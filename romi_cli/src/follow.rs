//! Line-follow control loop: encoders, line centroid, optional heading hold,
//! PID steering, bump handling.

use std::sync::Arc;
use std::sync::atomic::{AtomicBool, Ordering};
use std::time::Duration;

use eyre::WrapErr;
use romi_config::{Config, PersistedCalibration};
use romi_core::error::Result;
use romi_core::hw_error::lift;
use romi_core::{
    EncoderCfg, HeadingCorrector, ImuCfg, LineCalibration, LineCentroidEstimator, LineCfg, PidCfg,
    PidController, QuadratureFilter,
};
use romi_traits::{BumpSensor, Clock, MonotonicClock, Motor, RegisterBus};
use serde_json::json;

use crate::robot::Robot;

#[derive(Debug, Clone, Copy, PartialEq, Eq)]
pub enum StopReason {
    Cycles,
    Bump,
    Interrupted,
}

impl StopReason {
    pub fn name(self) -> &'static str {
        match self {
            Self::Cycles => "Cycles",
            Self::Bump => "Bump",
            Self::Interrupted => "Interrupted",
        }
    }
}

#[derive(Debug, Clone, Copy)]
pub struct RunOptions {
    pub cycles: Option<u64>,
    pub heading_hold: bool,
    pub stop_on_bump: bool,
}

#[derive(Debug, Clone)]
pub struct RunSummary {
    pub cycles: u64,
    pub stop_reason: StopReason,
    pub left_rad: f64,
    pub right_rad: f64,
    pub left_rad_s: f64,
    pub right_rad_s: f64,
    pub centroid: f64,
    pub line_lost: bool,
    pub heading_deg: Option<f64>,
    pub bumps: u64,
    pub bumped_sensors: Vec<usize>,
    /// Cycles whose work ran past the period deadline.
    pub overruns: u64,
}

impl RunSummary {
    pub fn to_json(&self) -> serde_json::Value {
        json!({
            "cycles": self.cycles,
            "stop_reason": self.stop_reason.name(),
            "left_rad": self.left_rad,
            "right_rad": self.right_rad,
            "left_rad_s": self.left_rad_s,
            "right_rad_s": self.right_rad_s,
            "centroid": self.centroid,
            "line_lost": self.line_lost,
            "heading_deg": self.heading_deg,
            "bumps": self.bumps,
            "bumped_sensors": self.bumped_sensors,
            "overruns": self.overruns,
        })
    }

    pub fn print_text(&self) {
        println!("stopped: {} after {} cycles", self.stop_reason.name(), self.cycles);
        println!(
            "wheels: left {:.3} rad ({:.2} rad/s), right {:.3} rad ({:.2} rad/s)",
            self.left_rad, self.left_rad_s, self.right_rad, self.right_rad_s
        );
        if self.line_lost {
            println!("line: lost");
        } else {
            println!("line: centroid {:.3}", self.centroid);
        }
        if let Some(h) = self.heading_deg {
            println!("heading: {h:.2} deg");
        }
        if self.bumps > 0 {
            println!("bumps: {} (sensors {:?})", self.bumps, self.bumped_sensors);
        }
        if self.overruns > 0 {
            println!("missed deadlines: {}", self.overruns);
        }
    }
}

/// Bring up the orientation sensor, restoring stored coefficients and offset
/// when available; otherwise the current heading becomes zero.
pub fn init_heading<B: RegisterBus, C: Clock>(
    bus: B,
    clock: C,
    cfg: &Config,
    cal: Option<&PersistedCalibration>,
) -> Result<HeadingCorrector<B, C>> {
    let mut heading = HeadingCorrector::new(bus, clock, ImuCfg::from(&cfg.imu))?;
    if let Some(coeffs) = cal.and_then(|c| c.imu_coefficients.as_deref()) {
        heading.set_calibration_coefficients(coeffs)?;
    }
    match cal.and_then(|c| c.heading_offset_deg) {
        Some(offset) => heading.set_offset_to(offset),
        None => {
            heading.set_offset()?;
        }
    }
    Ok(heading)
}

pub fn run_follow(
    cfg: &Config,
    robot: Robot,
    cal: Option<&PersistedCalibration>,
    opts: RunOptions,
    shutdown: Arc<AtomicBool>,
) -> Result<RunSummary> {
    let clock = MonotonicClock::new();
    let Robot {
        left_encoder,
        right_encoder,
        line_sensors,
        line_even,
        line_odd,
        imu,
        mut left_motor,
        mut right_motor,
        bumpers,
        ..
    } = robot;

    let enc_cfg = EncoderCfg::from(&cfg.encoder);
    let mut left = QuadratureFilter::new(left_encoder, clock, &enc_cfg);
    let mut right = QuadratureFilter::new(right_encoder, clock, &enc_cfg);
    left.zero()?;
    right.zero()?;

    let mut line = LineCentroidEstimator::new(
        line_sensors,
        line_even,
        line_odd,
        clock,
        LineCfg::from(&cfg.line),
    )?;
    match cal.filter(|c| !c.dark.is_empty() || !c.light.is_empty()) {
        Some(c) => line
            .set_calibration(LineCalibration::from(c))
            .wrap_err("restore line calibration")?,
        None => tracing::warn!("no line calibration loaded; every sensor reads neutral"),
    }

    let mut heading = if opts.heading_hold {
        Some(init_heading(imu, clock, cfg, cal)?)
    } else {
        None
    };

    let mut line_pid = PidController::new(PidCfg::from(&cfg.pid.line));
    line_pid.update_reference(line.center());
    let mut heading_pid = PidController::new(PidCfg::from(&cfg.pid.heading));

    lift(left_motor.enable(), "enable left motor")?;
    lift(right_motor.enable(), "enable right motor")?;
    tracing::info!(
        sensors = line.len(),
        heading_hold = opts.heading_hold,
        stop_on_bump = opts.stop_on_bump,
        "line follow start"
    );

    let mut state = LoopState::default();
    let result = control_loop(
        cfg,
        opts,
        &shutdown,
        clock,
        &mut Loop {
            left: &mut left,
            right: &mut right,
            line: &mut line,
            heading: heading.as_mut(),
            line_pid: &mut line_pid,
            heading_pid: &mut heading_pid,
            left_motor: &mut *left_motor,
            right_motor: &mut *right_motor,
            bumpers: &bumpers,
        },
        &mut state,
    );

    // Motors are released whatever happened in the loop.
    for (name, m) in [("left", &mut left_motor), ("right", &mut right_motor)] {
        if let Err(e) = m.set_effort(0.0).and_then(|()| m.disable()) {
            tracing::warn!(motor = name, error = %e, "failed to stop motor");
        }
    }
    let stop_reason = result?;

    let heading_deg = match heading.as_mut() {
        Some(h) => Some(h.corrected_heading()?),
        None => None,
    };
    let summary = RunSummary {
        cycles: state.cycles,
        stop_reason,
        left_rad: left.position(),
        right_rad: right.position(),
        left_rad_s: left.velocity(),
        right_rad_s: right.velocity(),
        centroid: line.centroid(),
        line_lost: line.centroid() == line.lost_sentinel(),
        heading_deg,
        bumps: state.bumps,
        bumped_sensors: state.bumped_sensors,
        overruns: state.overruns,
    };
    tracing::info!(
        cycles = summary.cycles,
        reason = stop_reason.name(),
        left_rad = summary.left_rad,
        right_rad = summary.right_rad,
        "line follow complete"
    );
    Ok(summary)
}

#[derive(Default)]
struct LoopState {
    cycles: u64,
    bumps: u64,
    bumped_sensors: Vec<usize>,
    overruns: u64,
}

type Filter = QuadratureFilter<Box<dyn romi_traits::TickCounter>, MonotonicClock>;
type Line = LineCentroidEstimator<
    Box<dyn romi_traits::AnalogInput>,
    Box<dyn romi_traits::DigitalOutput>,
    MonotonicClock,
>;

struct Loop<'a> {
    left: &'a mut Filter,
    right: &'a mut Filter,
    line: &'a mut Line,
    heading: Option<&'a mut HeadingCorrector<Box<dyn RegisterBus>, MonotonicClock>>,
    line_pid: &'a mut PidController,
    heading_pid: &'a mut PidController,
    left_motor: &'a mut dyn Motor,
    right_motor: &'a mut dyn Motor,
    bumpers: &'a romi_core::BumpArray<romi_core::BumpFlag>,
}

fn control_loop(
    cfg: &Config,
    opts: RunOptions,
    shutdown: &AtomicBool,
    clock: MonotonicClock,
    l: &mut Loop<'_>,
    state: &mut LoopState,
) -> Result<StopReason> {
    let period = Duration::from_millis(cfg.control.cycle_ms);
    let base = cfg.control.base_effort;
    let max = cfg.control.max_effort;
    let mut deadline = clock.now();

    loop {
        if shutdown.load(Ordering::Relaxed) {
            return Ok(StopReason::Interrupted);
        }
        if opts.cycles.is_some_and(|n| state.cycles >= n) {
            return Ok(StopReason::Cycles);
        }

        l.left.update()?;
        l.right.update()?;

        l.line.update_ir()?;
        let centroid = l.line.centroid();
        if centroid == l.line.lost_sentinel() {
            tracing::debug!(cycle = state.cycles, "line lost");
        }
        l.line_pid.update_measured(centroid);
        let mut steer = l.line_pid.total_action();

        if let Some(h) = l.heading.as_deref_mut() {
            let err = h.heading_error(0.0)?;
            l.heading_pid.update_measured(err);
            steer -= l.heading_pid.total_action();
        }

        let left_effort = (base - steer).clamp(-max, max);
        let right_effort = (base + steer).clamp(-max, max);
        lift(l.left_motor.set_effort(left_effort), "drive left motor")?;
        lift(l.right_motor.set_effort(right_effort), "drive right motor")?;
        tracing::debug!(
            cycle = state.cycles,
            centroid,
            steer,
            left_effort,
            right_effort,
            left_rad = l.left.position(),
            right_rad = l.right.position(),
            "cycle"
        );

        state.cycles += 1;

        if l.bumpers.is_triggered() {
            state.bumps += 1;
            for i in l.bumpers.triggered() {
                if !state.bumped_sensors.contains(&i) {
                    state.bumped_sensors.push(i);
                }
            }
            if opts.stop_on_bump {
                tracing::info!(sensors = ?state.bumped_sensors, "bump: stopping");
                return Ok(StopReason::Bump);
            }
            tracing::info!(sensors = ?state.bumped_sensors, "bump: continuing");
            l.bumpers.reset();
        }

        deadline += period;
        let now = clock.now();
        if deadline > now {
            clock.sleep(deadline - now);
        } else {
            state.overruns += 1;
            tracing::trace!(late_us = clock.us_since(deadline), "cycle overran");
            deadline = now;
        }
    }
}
◇ ◇ ◇
Exercise objective
Which lines above contain the word "zero"? List them.

Output
/// when available; otherwise the current heading becomes zero.
    left.zero()?;
    right.zero()?;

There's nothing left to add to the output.